1. Part D drug coverage is required unless you have other comparable coverage — even if you don’t currently take any prescription drugs. If you currently don’t have prescriptions, you’ll likely pay less than $20 per month for Part D. But those who regularly take multiple drugs will pay much more. Check with your physician to see if a cost-saving generic drug can be substituted for your prescription.
2. The only way to make sure you are getting the best, least expensive drug coverage is to use the “Plan Finder” tool at the Medicare.gov website. You’ll need your Medicare card to do a specific search. Line up all your prescription drug bottles so you can input the exact name and dosage of the drugs you take. Then click to compare the least expensive plans.
3. You should compare more than prices when choosing a plan. You’ll want to make sure a nearby pharmacy is included in the plan. And if you take expensive prescriptions, you’ll want to learn how much exposure you have to the “donut hole” where you must self-insure a portion of the costs before getting 100 percent “catastrophic” coverage. The comparison tool will help you make that decision.
4. Medicare supplements (Medigap) are easier to compare. Medicare supplements are designed to cover the things that traditional Medicare doesn’t cover, including copayments and deductibles. Although the plans offered by various insurers have different “brand names,” each plan from category A to F must offer the same standardized coverage — making them easier to compare by price.
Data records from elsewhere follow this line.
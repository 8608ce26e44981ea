mod accounts;
mod actuary;
mod car;
mod debt;
mod events;
mod home;
mod market;
mod portfolio;
mod results;
mod rmd;

pub use accounts::{Account, AccountPolicy, Books, CashAccount, InvestmentAccount};
pub use actuary::{Actuary, BASE_HAZARD, Lifespan, RiskFactor};
pub use car::{Car, financed_share, residual_value};
pub use debt::{Debt, imaginary_due_date};
pub use events::{Event, EventList, label};
pub use home::{Home, MONTHLY_DEPRECIATION, SALE_COMMISSION};
pub use market::{Economy, HORIZON_MONTHS, Regime, RegimeKind, Transition};
pub use portfolio::{Portfolio, RiskProfile};
pub use results::{
    BalanceSnapshot, Headline, HeadlineRecord, IndexedValue, MonteCarloSummary, RunResult,
    round_cents,
};
pub use rmd::{RmdTable, RmdTableEntry};
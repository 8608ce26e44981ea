//! Household life events logged during a run.

use jiff::civil::Date;
use serde::{Deserialize, Serialize};

/// Event labels the harness and reports look for by name.
pub mod label {
    pub const TAX_BILL: &str = "Tax Bill";
    pub const TAX_REFUND: &str = "Tax Refund";
    pub const LIQUIDITY_CRISIS: &str = "Liquidity Crisis";
    pub const BANKRUPTCY: &str = "Bankruptcy";
    pub const RETIRE: &str = "Retire";
    pub const SOCIAL_SECURITY: &str = "Social Security";
    pub const DEATH: &str = "Death";
    pub const SELL_HOUSE: &str = "Sell House";
    pub const HOME_REPAIRS: &str = "Home Repairs";
    pub const PROPERTY_TAXES: &str = "Property Taxes";
    pub const ASSISTED_LIVING: &str = "Move to Assisted Living";
    pub const HEALTH_ISSUE: &str = "Health Issue";
}

#[derive(Debug, Clone, PartialEq, Serialize, Deserialize)]
pub struct Event {
    pub date: Date,
    /// Label shown in reports, e.g. "Tax Bill" or "Alice Job Loss".
    pub value: String,
    /// 1 (routine) to 10 (catastrophic).
    pub severity: u8,
}

#[derive(Debug, Clone, Default, PartialEq, Serialize, Deserialize)]
#[serde(transparent)]
pub struct EventList(Vec<Event>);

impl EventList {
    pub fn new() -> Self {
        Self::default()
    }

    pub fn add(&mut self, date: Date, value: impl Into<String>, severity: u8) {
        self.0.push(Event {
            date,
            value: value.into(),
            severity,
        });
    }

    pub fn has(&self, value: &str) -> bool {
        self.0.iter().any(|e| e.value == value)
    }

    /// Stable chronological sort; same-day events keep insertion order.
    pub fn sort(&mut self) {
        self.0.sort_by_key(|e| e.date);
    }

    pub fn iter(&self) -> std::slice::Iter<'_, Event> {
        self.0.iter()
    }

    pub fn len(&self) -> usize {
        self.0.len()
    }

    pub fn is_empty(&self) -> bool {
        self.0.is_empty()
    }
}

impl<'a> IntoIterator for &'a EventList {
    type Item = &'a Event;
    type IntoIter = std::slice::Iter<'a, Event>;

    fn into_iter(self) -> Self::IntoIter {
        self.0.iter()
    }
}
//! Integration tests for the household simulation engine
//!
//! Tests are organized by topic:
//! - `cash_drawdown` - Cash-only households spending down under a flat market
//! - `rmd` - December required distributions through the monthly loop
//! - `mortgage` - Home loans amortizing to zero inside full runs
//! - `liquidity` - Cushion top-offs, crisis home sales and reinvestment
//! - `determinism` - Reproducibility and the seed construction order
//! - `economy` - Regime chain coverage and transition rules
//! - `summary` - Monte Carlo aggregation over real runs

mod cash_drawdown;
mod fixtures;
mod liquidity;
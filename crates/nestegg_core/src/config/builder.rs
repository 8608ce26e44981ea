//! Household Builder
//!
//! A fluent API for assembling a [`HouseholdConfig`] in code, used by tests,
//! benchmarks and anyone embedding the engine without a JSON document.

use super::{
    AssistedLivingConfig, CarConfig, ChildConfig, DebtConfig, HealthCareConfig, HomeConfig,
    HouseholdConfig, IraConfig,
};
use crate::model::RiskProfile;

/// Builder for a household, starting from the primary person.
#[derive(Debug, Clone)]
pub struct HouseholdBuilder {
    config: HouseholdConfig,
}

impl HouseholdBuilder {
    #[must_use]
    pub fn new(name: &str, birth_date: &str) -> Self {
        Self {
            config: HouseholdConfig {
                name: name.to_string(),
                birth_date: birth_date.to_string(),
                ..HouseholdConfig::default()
            },
        }
    }

    // =========================================================================
    // Person
    // =========================================================================

    #[must_use]
    pub fn risk_factor(mut self, tag: &str) -> Self {
        self.config.risk_factors.push(tag.to_string());
        self
    }

    #[must_use]
    pub fn retirement_age(mut self, age: f64) -> Self {
        self.config.retirement_age = age;
        self
    }

    /// Claiming age plus the monthly benefit at 62, full age and 70.
    #[must_use]
    pub fn social_security(mut self, age: f64, payouts: [f64; 3]) -> Self {
        self.config.social_security_age = age;
        self.config.social_security_payouts = payouts;
        self
    }

    #[must_use]
    pub fn annual_salary(mut self, salary: f64) -> Self {
        self.config.annual_salary = salary;
        self
    }

    #[must_use]
    pub fn health_care(mut self, premium: f64, out_of_pocket: f64, inflation: f64) -> Self {
        let assisted_living = self.config.health_care.assisted_living;
        self.config.health_care = HealthCareConfig {
            assisted_living,
            premium,
            out_of_pocket,
            inflation,
        };
        self
    }

    #[must_use]
    pub fn assisted_living(mut self, basic_rate: f64, terminal_rate: f64) -> Self {
        self.config.health_care.assisted_living = AssistedLivingConfig {
            basic_rate,
            terminal_rate,
        };
        self
    }

    // =========================================================================
    // Household
    // =========================================================================

    #[must_use]
    pub fn monthly_living(mut self, amount: f64) -> Self {
        self.config.monthly_living = amount;
        self
    }

    #[must_use]
    pub fn cushion(mut self, amount: f64) -> Self {
        self.config.cushion = amount;
        self
    }

    #[must_use]
    pub fn rent(mut self, amount: f64) -> Self {
        self.config.rent = amount;
        self
    }

    #[must_use]
    pub fn state(mut self, code: &str) -> Self {
        self.config.state = code.to_string();
        self
    }

    #[must_use]
    pub fn risk_profile(mut self, profile: RiskProfile) -> Self {
        self.config.risk_profile = profile;
        self
    }

    #[must_use]
    pub fn child(mut self, name: &str, birth_date: &str, tuition: &[f64]) -> Self {
        self.config.children.insert(
            name.to_string(),
            ChildConfig {
                birth_date: birth_date.to_string(),
                tuition: tuition.to_vec(),
            },
        );
        self
    }

    #[must_use]
    pub fn debt(mut self, name: &str, principal: f64, interest: f64, due_date: &str) -> Self {
        self.config.debts.insert(
            name.to_string(),
            DebtConfig {
                principal,
                interest,
                due_date: due_date.to_string(),
            },
        );
        self
    }

    #[must_use]
    pub fn spouse(mut self, spouse: HouseholdBuilder) -> Self {
        self.config.spouse = Some(Box::new(spouse.build()));
        self
    }

    // =========================================================================
    // Assets
    // =========================================================================

    #[must_use]
    pub fn cash(mut self, amount: f64) -> Self {
        self.config.assets.cash = amount;
        self
    }

    /// A taxable brokerage account.
    #[must_use]
    pub fn slush_fund(mut self, name: &str, balance: f64) -> Self {
        self.config.assets.slush_fund.insert(name.to_string(), balance);
        self
    }

    #[must_use]
    pub fn tax_deferred(mut self, name: &str, balance: f64) -> Self {
        self.config.assets.tax_deferred.insert(name.to_string(), balance);
        self
    }

    #[must_use]
    pub fn inherited_ira(mut self, name: &str, balance: f64, inherit_date: &str) -> Self {
        self.config.assets.ira.insert(
            name.to_string(),
            IraConfig {
                balance,
                inherit_date: inherit_date.to_string(),
            },
        );
        self
    }

    #[must_use]
    pub fn home(mut self, home: HomeConfig) -> Self {
        self.config.assets.home = Some(home);
        self
    }

    #[must_use]
    pub fn car(mut self, car: CarConfig) -> Self {
        self.config.assets.car = Some(car);
        self
    }

    #[must_use]
    pub fn build(self) -> HouseholdConfig {
        self.config
    }
}
//! Household retirement simulation library
//!
//! This crate projects a household's finances one month at a time from today
//! until death, under sampled mortality and a Markov chain of market regimes,
//! then repeats the projection many times to build a distribution of
//! outcomes. It models:
//! - Cash, brokerage, tax-deferred and inherited IRA accounts with RMDs
//! - Progressive federal, state, Social Security and Medicare withholding
//! - Jobs, Social Security, health care, assisted living and tuition
//! - A home with its mortgage, cars with loans, and other debts
//! - A cash cushion kept topped up from investments
//!
//! Randomness is reproducible: each run reads its seeds from its own offset
//! in an external byte stream.
//!
//! # Example
//!
//! ```ignore
//! use nestegg_core::config::{HouseholdBuilder, MonteCarloConfig};
//! use nestegg_core::simulation::monte_carlo_simulate;
//!
//! let config = HouseholdBuilder::new("Pat", "1970-04-01")
//!     .retirement_age(65.0)
//!     .annual_salary(120_000.0)
//!     .monthly_living(5_000.0)
//!     .cushion(30_000.0)
//!     .cash(40_000.0)
//!     .tax_deferred("Work", 500_000.0)
//!     .build();
//!
//! let summary = monte_carlo_simulate(&config, &MonteCarloConfig::new(1000))?;
//! println!("median terminal balance {}", summary.median.balance.value);
//! ```

#![warn(clippy::all)]

// ============================================================================
// Core modules
// ============================================================================

pub mod analysis;
pub mod date_math;
pub mod entropy;
pub mod error;
pub mod ledger;
pub mod liquidation;
pub mod sampling;
pub mod simulation;
pub mod simulation_state;
pub mod taxes;

// ============================================================================
// Type definition modules
// ============================================================================

pub mod config;
pub mod life;
pub mod model;

// ============================================================================
// Test modules
// ============================================================================

#[cfg(test)]
mod tests;

// ============================================================================
// Public re-exports for convenience
// ============================================================================

pub use config::{HouseholdBuilder, HouseholdConfig, MonteCarloConfig};
pub use entropy::EntropyStream;
pub use error::{Result, SimulationError};
pub use model::{MonteCarloSummary, RunResult};
pub use simulation::{monte_carlo_simulate, monte_carlo_simulate_with, simulate};
//! Reproducible seed generation from an external byte stream.
//!
//! Every stochastic object in a run asks the [`EntropySource`] for one
//! generator when it is constructed. Seed `i` comes from the SHA-256 digest
//! of a 32-byte window at `(i / 4) * 32 + offset`; four consecutive calls
//! share a window and take disjoint 8-byte slices of its digest.

use std::fs::File;
use std::io::{Cursor, Read, Seek, SeekFrom};
use std::path::PathBuf;
use std::sync::Arc;

use rand::SeedableRng;
use rand::rngs::SmallRng;
use sha2::{Digest, Sha256};

use crate::error::EntropyError;

const WINDOW: usize = 32;
const SEEDS_PER_WINDOW: u64 = (WINDOW / 8) as u64;

/// Default byte stream, present on most Unix systems.
pub const DEFAULT_ENTROPY_PATH: &str = "/usr/share/dict/words";

/// Byte offset between consecutive Monte Carlo runs.
pub const DEFAULT_OFFSET_STRIDE: u64 = 1789;

pub trait ByteStream: Read + Seek + Send {}

impl<T: Read + Seek + Send> ByteStream for T {}

/// Where a run's entropy comes from. Each run opens its own handle, so
/// parallel runs never share a file cursor.
#[derive(Debug, Clone)]
pub enum EntropyStream {
    File(PathBuf),
    Memory(Arc<[u8]>),
}

impl Default for EntropyStream {
    fn default() -> Self {
        EntropyStream::File(PathBuf::from(DEFAULT_ENTROPY_PATH))
    }
}

impl EntropyStream {
    pub fn from_bytes(bytes: impl Into<Arc<[u8]>>) -> Self {
        EntropyStream::Memory(bytes.into())
    }

    pub fn open(&self, offset: u64) -> Result<EntropySource, EntropyError> {
        let stream: Box<dyn ByteStream> = match self {
            EntropyStream::File(path) => {
                let file = File::open(path).map_err(|source| EntropyError::Open {
                    path: path.clone(),
                    source,
                })?;
                Box::new(file)
            }
            EntropyStream::Memory(bytes) => Box::new(Cursor::new(Arc::clone(bytes))),
        };
        EntropySource::new(stream, offset)
    }
}

pub struct EntropySource {
    stream: Box<dyn ByteStream>,
    len: u64,
    offset: u64,
    next_index: u64,
}

impl std::fmt::Debug for EntropySource {
    fn fmt(&self, f: &mut std::fmt::Formatter<'_>) -> std::fmt::Result {
        f.debug_struct("EntropySource")
            .field("len", &self.len)
            .field("offset", &self.offset)
            .field("next_index", &self.next_index)
            .finish()
    }
}

impl EntropySource {
    pub fn new(mut stream: Box<dyn ByteStream>, offset: u64) -> Result<Self, EntropyError> {
        let len = stream.seek(SeekFrom::End(0))?;
        if len == 0 {
            return Err(EntropyError::Empty);
        }
        Ok(Self {
            stream,
            len,
            offset,
            next_index: 0,
        })
    }

    /// Number of seeds handed out so far.
    pub fn seeds_drawn(&self) -> u64 {
        self.next_index
    }

    /// The seed for call index `index`. Does not advance the call counter.
    pub fn seed_at(&mut self, index: u64) -> Result<u64, EntropyError> {
        let window = self.read_window((index / SEEDS_PER_WINDOW) * WINDOW as u64)?;
        let digest = Sha256::digest(window);
        let start = (index % SEEDS_PER_WINDOW) as usize * 8;
        let mut bytes = [0u8; 8];
        bytes.copy_from_slice(&digest[start..start + 8]);
        Ok(u64::from_be_bytes(bytes))
    }

    /// Seeds a generator from the next call index.
    pub fn next_rng(&mut self) -> Result<SmallRng, EntropyError> {
        let seed = self.seed_at(self.next_index)?;
        self.next_index += 1;
        Ok(SmallRng::seed_from_u64(seed))
    }

    fn read_window(&mut self, relative: u64) -> Result<[u8; WINDOW], EntropyError> {
        let mut buf = [0u8; WINDOW];
        let mut pos = (relative + self.offset) % self.len;
        let mut filled = 0;
        // Streams shorter than a window wrap as many times as needed.
        while filled < WINDOW {
            self.stream.seek(SeekFrom::Start(pos))?;
            let n = self.stream.read(&mut buf[filled..])?;
            if n == 0 {
                pos = 0;
                continue;
            }
            filled += n;
            pos = (pos + n as u64) % self.len;
        }
        Ok(buf)
    }
}
use jiff::civil::Date;

use crate::date_math::add_fractional_years;
use crate::ledger::memo;
use crate::model::{Books, Lifespan};

/// Earliest claiming age.
pub const EARLY_AGE: f64 = 62.0;
const FULL_AGE: f64 = 67.0;
const DELAYED_AGE: f64 = 70.0;

#[derive(Debug, Clone, PartialEq)]
pub struct SocialSecurity {
    owner: Lifespan,
    /// Age benefits begin.
    age: f64,
    /// Monthly benefit.
    payout: f64,
}

impl SocialSecurity {
    pub fn new(owner: Lifespan, age: f64, payout: f64) -> Self {
        Self { owner, age, payout }
    }

    /// Picks a payout tier from the planned claiming age. `payouts` holds
    /// the monthly benefit at 62, at full retirement age and at 70.
    pub fn from_tiers(owner: Lifespan, claiming_age: f64, payouts: [f64; 3]) -> Self {
        if claiming_age >= DELAYED_AGE {
            Self::new(owner, claiming_age, payouts[2])
        } else if claiming_age >= FULL_AGE {
            Self::new(owner, claiming_age, payouts[1])
        } else {
            Self::new(owner, EARLY_AGE, payouts[0])
        }
    }

    pub fn age(&self) -> f64 {
        self.age
    }

    pub fn payout(&self) -> f64 {
        self.payout
    }

    pub fn benefits_date(&self) -> Date {
        add_fractional_years(self.owner.birth_date, self.age)
    }

    pub fn earn(&self, date: Date) -> f64 {
        if self.owner.age(date) < self.age {
            0.0
        } else {
            self.payout
        }
    }

    /// Deposits the benefit, withheld as ordinary income.
    pub fn monthly(&self, date: Date, books: &mut Books<'_>) {
        let amount = self.earn(date);
        let _ = books.cash.deposit(amount, date, memo::SOCIAL_SECURITY);
        books.taxes.withhold(amount, date, false, books.cash);
    }
}

#[cfg(test)]
mod tests {
    use super::*;
    use crate::model::{Account, CashAccount};
    use crate::taxes::TaxMen;
    use jiff::civil::date;

    fn owner() -> Lifespan {
        Lifespan {
            birth_date: date(1960, 3, 15),
            death_date: date(2060, 1, 1),
        }
    }

    #[test]
    fn test_tier_selection() {
        let payouts = [1_500.0, 2_200.0, 2_800.0];
        let early = SocialSecurity::from_tiers(owner(), 64.0, payouts);
        assert_eq!((early.age(), early.payout()), (62.0, 1_500.0));
        let full = SocialSecurity::from_tiers(owner(), 67.5, payouts);
        assert_eq!((full.age(), full.payout()), (67.5, 2_200.0));
        let late = SocialSecurity::from_tiers(owner(), 70.0, payouts);
        assert_eq!((late.age(), late.payout()), (70.0, 2_800.0));
    }

    #[test]
    fn test_benefits_date_adds_fractional_year() {
        let ss = SocialSecurity::new(owner(), 67.5, 2_000.0);
        // 182 days past the 67th birthday
        assert_eq!(ss.benefits_date(), date(2027, 9, 13));
    }

    #[test]
    fn test_payments_start_at_claiming_age() {
        let ss = SocialSecurity::new(owner(), 62.0, 1_000.0);
        let mut cash = CashAccount::open(0.0, date(2022, 1, 1));
        let mut taxes = TaxMen::new("");
        let mut books = Books {
            cash: &mut cash,
            taxes: &mut taxes,
        };
        ss.monthly(date(2022, 3, 1), &mut books);
        ss.monthly(date(2022, 4, 1), &mut books);
        let deposits = cash.ledger().memo_in(&[memo::SOCIAL_SECURITY]);
        assert_eq!(deposits.len(), 1);
        assert_eq!(deposits.transactions()[0].date, date(2022, 4, 1));
        assert_eq!(taxes.social_security.earnings(), 0.0, "not payroll income");
    }
}
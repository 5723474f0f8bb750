//! Unified error types for the shell and configuration layers.
//!
//! Catalog operations never produce these errors: insufficient stock and
//! unknown product names are reported as [`crate::core::sale::SaleOutcome`]
//! values instead.

use thiserror::Error;

/// Errors that can stop the application.
#[derive(Debug, Error)]
pub enum Error {
    /// The configuration file could not be read or parsed.
    #[error("Configuration error: {message}")]
    Config {
        /// What went wrong, including the offending path
        message: String,
    },

    /// Reading from or writing to the terminal failed.
    #[error("I/O error: {0}")]
    Io(#[from] std::io::Error),

    /// An environment variable was present but not valid unicode.
    #[error("Environment variable error: {0}")]
    EnvVar(#[from] std::env::VarError),

    /// Standard input was closed while a prompt was waiting for an answer.
    #[error("Input closed before the prompt was answered")]
    InputClosed,
}

/// Convenience `Result` type
pub type Result<T> = std::result::Result<T, Error>;
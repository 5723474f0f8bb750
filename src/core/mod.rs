//! Core business logic - the product catalog and its stock rules.
//!
//! Nothing in here performs I/O. Outcomes are returned as values and logged
//! through `tracing`; rendering them is left to the shell.

/// Ordered product collection, lookups, sales and totals
pub mod catalog;
/// Single product, its stock and its sell rule
pub mod product;
/// Plain-text formatting of products and totals
pub mod report;
/// Sale outcomes
pub mod sale;

pub use catalog::{Catalog, Listing};
pub use product::{Product, ProductView};
pub use sale::SaleOutcome;
//! Main menu options.

use std::str::FromStr;

/// One entry of the numbered main menu.
#[derive(Debug, Clone, Copy, PartialEq, Eq)]
pub enum MenuOption {
    /// 0 - leave the program
    Exit,
    /// 1 - register a new product
    AddProduct,
    /// 2 - show every product
    ListProducts,
    /// 3 - sell units of a product
    SellProduct,
    /// 4 - show the value of all stock
    ShowTotalValue,
}

/// The operator typed something that is not a menu number.
#[derive(Debug, Clone, PartialEq, Eq)]
pub struct InvalidOption(pub String);

impl MenuOption {
    /// Menu entries in display order.
    pub const ALL: [Self; 5] = [
        Self::AddProduct,
        Self::ListProducts,
        Self::SellProduct,
        Self::ShowTotalValue,
        Self::Exit,
    ];

    #[must_use]
    pub const fn number(self) -> u8 {
        match self {
            Self::Exit => 0,
            Self::AddProduct => 1,
            Self::ListProducts => 2,
            Self::SellProduct => 3,
            Self::ShowTotalValue => 4,
        }
    }

    #[must_use]
    pub const fn label(self) -> &'static str {
        match self {
            Self::Exit => "Exit",
            Self::AddProduct => "Add product",
            Self::ListProducts => "List products",
            Self::SellProduct => "Sell product",
            Self::ShowTotalValue => "Show total stock value",
        }
    }
}

impl FromStr for MenuOption {
    type Err = InvalidOption;

    fn from_str(s: &str) -> Result<Self, Self::Err> {
        match s.trim().parse::<i64>() {
            Ok(0) => Ok(Self::Exit),
            Ok(1) => Ok(Self::AddProduct),
            Ok(2) => Ok(Self::ListProducts),
            Ok(3) => Ok(Self::SellProduct),
            Ok(4) => Ok(Self::ShowTotalValue),
            _ => Err(InvalidOption(s.trim().to_string())),
        }
    }
}

#[cfg(test)]
mod tests {
    use super::*;

    #[test]
    fn test_parse_menu_numbers() {
        assert_eq!("0".parse::<MenuOption>(), Ok(MenuOption::Exit));
        assert_eq!("1".parse::<MenuOption>(), Ok(MenuOption::AddProduct));
        assert_eq!(" 2 ".parse::<MenuOption>(), Ok(MenuOption::ListProducts));
        assert_eq!("3".parse::<MenuOption>(), Ok(MenuOption::SellProduct));
        assert_eq!("4".parse::<MenuOption>(), Ok(MenuOption::ShowTotalValue));
    }

    #[test]
    fn test_parse_rejects_other_input() {
        assert_eq!(
            "5".parse::<MenuOption>(),
            Err(InvalidOption("5".to_string()))
        );
        assert!("-1".parse::<MenuOption>().is_err());
        assert!("add".parse::<MenuOption>().is_err());
        assert!("".parse::<MenuOption>().is_err());
    }

    #[test]
    fn test_numbers_round_trip_through_parse() {
        for option in MenuOption::ALL {
            assert_eq!(option.number().to_string().parse::<MenuOption>(), Ok(option));
        }
    }
}
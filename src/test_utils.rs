//! Shared test utilities for `InventoryBuddy`.
//!
//! This module provides helper functions for building products and catalogs
//! with sensible defaults and a fixed creation date.

use crate::core::{Catalog, Product};
use chrono::NaiveDate;

/// Category used by [`create_test_product`]
pub const TEST_CATEGORY: &str = "Peripherals";

/// Fixed creation date so snapshots and formatted output are stable.
#[allow(clippy::unwrap_used)]
pub fn test_date() -> NaiveDate {
    NaiveDate::from_ymd_opt(2025, 1, 15).unwrap()
}

/// Creates a product with sensible defaults.
///
/// # Defaults
/// * `category`: [`TEST_CATEGORY`]
/// * `created_on`: [`test_date`]
pub fn create_test_product(name: &str, price: f64, quantity: i64) -> Product {
    Product::with_creation_date(name, TEST_CATEGORY, price, quantity, test_date())
}

/// Catalog holding a Mouse (199.99 x 10) and a Keyboard (349.90 x 5).
pub fn sample_catalog() -> Catalog {
    let mut catalog = Catalog::new();
    catalog.add(create_test_product("Mouse", 199.99, 10));
    catalog.add(create_test_product("Keyboard", 349.90, 5));
    catalog
}

/// Float comparison tolerant to rounding in sums of prices.
pub fn approx_eq(a: f64, b: f64) -> bool {
    (a - b).abs() < 1e-6
}
//! Report formatting for the terminal.
//!
//! These functions turn catalog data into plain text lines. They do no I/O and
//! apply no colors, so the shell decides how and where the lines are shown.

use crate::core::product::ProductView;

/// Separator printed after each product block
pub const SEPARATOR: &str = "-------------------------------";

/// Formats an amount with a currency prefix and two decimals.
///
/// # Returns
/// Formatted string like "R$ 199.99" or "R$ -5.00"
#[must_use]
pub fn format_money(amount: f64, symbol: &str) -> String {
    format!("{symbol} {amount:.2}")
}

/// Lines describing one product, ending with [`SEPARATOR`].
#[must_use]
pub fn format_product_view(view: &ProductView, symbol: &str) -> Vec<String> {
    vec![
        format!("Product: {}", view.name),
        format!("Category: {}", view.category),
        format!("Price: {}", format_money(view.unit_price, symbol)),
        format!("Quantity in stock: {}", view.quantity),
        format!("Created on: {}", view.created_on.format("%Y-%m-%d")),
        format!(
            "Total stock value: {}",
            format_money(view.total_value, symbol)
        ),
        SEPARATOR.to_string(),
    ]
}

/// Summary line for the whole catalog.
#[must_use]
pub fn format_total_value(total: f64, symbol: &str) -> String {
    format!("Total stock value: {}", format_money(total, symbol))
}

#[cfg(test)]
mod tests {
    use super::*;
    use crate::test_utils::*;

    #[test]
    fn test_format_money() {
        assert_eq!(format_money(199.99, "R$"), "R$ 199.99");
        assert_eq!(format_money(3749.4, "$"), "$ 3749.40");
        assert_eq!(format_money(0.0, "R$"), "R$ 0.00");
        assert_eq!(format_money(-5.0, "R$"), "R$ -5.00");
    }

    #[test]
    fn test_format_product_view() {
        let view = create_test_product("Mouse", 199.99, 10).describe();
        let lines = format_product_view(&view, "R$");

        assert_eq!(
            lines,
            vec![
                "Product: Mouse".to_string(),
                format!("Category: {TEST_CATEGORY}"),
                "Price: R$ 199.99".to_string(),
                "Quantity in stock: 10".to_string(),
                "Created on: 2025-01-15".to_string(),
                "Total stock value: R$ 1999.90".to_string(),
                SEPARATOR.to_string(),
            ]
        );
    }

    #[test]
    fn test_format_total_value() {
        assert_eq!(
            format_total_value(3749.4, "R$"),
            "Total stock value: R$ 3749.40"
        );
    }
}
Compare at Medicare.gov or at private marketplaces like www.ehealthinsurance.com, where you can get personalized assistance in making a choice based on your needs. Tip: Ask your physician which insurers’ supplement plans the office prefers, based on their experience.
5. Medicare Advantage. One of the ways to avoid the annual hassle of re-evaluating supplements and Part D coverage is to enroll in Medicare Advantage. These all-in-one plans give you complete coverage for one monthly fee with no deductibles, and they include prescription drugs. But there is a significant drawback, depending on where you live and the plans that are offered. You can only use physicians, hospitals and drugs that are included in your plan.